─── Records provided ───

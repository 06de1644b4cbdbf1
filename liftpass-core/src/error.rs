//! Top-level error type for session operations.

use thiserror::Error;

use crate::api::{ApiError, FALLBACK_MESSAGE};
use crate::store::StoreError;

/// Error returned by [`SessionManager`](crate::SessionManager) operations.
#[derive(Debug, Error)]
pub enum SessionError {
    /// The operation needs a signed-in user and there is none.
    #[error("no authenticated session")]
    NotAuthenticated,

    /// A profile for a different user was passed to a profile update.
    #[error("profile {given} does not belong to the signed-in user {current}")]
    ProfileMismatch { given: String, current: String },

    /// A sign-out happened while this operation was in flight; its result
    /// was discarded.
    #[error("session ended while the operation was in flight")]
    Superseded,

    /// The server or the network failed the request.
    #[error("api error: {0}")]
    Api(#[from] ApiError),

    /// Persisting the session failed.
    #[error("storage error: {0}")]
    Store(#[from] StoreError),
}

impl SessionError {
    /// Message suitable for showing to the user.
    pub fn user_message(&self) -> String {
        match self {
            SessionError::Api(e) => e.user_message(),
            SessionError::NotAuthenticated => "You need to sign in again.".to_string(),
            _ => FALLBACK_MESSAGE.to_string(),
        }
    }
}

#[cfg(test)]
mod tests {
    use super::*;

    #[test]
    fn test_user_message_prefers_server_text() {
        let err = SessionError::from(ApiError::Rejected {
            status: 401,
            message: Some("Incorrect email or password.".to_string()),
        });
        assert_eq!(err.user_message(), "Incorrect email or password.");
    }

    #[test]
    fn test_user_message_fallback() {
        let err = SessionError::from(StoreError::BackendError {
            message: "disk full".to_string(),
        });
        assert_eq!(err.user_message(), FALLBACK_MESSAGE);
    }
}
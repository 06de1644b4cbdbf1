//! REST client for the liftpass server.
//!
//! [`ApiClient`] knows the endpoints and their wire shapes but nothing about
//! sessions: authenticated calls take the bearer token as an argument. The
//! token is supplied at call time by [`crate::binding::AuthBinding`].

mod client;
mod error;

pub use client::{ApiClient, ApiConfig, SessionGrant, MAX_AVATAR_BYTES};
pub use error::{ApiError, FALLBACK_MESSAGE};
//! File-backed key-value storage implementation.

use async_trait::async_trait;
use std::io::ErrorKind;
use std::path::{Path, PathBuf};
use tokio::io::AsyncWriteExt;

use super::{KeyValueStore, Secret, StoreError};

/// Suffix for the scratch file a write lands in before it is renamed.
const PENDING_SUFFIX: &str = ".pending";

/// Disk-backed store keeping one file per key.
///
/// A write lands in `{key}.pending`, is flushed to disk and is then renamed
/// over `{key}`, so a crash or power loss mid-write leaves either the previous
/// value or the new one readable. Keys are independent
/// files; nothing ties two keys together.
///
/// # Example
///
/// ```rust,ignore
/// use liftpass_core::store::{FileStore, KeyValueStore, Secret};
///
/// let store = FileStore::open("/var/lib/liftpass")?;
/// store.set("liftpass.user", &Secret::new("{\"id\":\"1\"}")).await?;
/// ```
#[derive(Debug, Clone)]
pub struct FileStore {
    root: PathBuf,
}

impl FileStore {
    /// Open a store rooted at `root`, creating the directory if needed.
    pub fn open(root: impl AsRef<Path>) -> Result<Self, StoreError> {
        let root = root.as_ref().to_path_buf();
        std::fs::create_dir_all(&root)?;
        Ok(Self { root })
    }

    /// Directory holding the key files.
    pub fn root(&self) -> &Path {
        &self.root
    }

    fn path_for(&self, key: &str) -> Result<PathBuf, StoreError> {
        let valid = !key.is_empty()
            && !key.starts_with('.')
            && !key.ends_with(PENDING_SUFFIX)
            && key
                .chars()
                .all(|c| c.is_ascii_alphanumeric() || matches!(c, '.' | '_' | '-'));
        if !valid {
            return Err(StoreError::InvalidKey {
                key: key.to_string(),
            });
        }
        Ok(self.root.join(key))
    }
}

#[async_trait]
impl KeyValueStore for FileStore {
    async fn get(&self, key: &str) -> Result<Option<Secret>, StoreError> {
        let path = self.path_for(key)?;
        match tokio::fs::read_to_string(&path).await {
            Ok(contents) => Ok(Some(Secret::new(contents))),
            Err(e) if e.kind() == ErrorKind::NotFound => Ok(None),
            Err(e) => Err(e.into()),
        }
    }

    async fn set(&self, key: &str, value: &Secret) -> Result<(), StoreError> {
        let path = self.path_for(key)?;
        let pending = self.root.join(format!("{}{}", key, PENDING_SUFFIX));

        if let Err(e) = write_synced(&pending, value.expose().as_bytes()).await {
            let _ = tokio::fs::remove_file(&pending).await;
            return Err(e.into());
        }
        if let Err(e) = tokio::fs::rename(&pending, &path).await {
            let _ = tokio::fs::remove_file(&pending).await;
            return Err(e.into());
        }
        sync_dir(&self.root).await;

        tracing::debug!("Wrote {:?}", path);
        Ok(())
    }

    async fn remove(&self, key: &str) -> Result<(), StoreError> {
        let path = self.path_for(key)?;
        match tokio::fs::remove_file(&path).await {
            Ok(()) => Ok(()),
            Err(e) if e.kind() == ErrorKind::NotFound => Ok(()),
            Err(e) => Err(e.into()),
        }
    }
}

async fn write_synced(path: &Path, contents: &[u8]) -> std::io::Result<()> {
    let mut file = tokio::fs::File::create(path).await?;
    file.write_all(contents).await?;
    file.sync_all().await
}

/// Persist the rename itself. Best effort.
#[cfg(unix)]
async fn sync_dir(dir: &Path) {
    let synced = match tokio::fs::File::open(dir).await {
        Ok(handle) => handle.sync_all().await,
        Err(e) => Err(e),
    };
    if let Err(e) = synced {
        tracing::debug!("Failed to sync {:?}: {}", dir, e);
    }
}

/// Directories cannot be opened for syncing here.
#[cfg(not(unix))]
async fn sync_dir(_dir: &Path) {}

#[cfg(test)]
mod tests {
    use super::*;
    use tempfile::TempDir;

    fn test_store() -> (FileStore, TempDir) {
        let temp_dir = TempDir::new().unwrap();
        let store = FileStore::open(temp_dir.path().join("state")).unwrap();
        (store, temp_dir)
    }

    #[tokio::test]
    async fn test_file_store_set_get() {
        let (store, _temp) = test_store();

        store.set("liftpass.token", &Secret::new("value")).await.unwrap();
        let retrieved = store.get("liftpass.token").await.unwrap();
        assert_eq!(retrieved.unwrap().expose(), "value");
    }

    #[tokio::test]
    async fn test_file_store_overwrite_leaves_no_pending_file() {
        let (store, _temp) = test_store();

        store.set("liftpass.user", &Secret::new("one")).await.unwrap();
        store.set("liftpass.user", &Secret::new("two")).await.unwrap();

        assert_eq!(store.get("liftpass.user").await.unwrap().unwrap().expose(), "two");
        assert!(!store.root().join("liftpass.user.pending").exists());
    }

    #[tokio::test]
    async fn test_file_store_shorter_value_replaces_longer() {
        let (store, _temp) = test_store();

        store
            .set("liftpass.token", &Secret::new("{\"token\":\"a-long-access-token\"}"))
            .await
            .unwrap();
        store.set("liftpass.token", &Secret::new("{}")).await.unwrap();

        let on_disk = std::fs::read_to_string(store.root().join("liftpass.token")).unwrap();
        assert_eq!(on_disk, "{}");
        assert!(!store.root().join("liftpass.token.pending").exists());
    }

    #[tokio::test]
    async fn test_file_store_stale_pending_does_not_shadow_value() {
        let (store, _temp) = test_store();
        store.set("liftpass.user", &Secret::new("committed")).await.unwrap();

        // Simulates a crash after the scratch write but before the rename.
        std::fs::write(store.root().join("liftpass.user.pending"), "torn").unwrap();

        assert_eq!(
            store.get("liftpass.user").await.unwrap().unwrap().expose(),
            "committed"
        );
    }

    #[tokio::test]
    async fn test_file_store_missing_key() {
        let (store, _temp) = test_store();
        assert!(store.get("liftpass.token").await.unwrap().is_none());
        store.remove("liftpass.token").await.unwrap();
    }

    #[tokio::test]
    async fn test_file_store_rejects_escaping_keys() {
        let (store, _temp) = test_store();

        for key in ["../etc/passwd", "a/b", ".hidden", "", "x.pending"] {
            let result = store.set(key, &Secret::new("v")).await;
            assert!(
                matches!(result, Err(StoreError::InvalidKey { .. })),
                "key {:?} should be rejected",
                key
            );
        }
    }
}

───

_Exercise objective_: Only the lines above from the one with "pub enum SessionError" through the one with "to the user." should be duplicated, character for character.

_Your solution_:
pub enum SessionError {
    /// The operation needs a signed-in user and there is none.
    #[error("no authenticated session")]
    NotAuthenticated,

    /// A profile for a different user was passed to a profile update.
    #[error("profile {given} does not belong to the signed-in user {current}")]
    ProfileMismatch { given: String, current: String },

    /// A sign-out happened while this operation was in flight; its result
    /// was discarded.
    #[error("session ended while the operation was in flight")]
    Superseded,

    /// The server or the network failed the request.
    #[error("api error: {0}")]
    Api(#[from] ApiError),

    /// Persisting the session failed.
    #[error("storage error: {0}")]
    Store(#[from] StoreError),
}

impl SessionError {
    /// Message suitable for showing to the user.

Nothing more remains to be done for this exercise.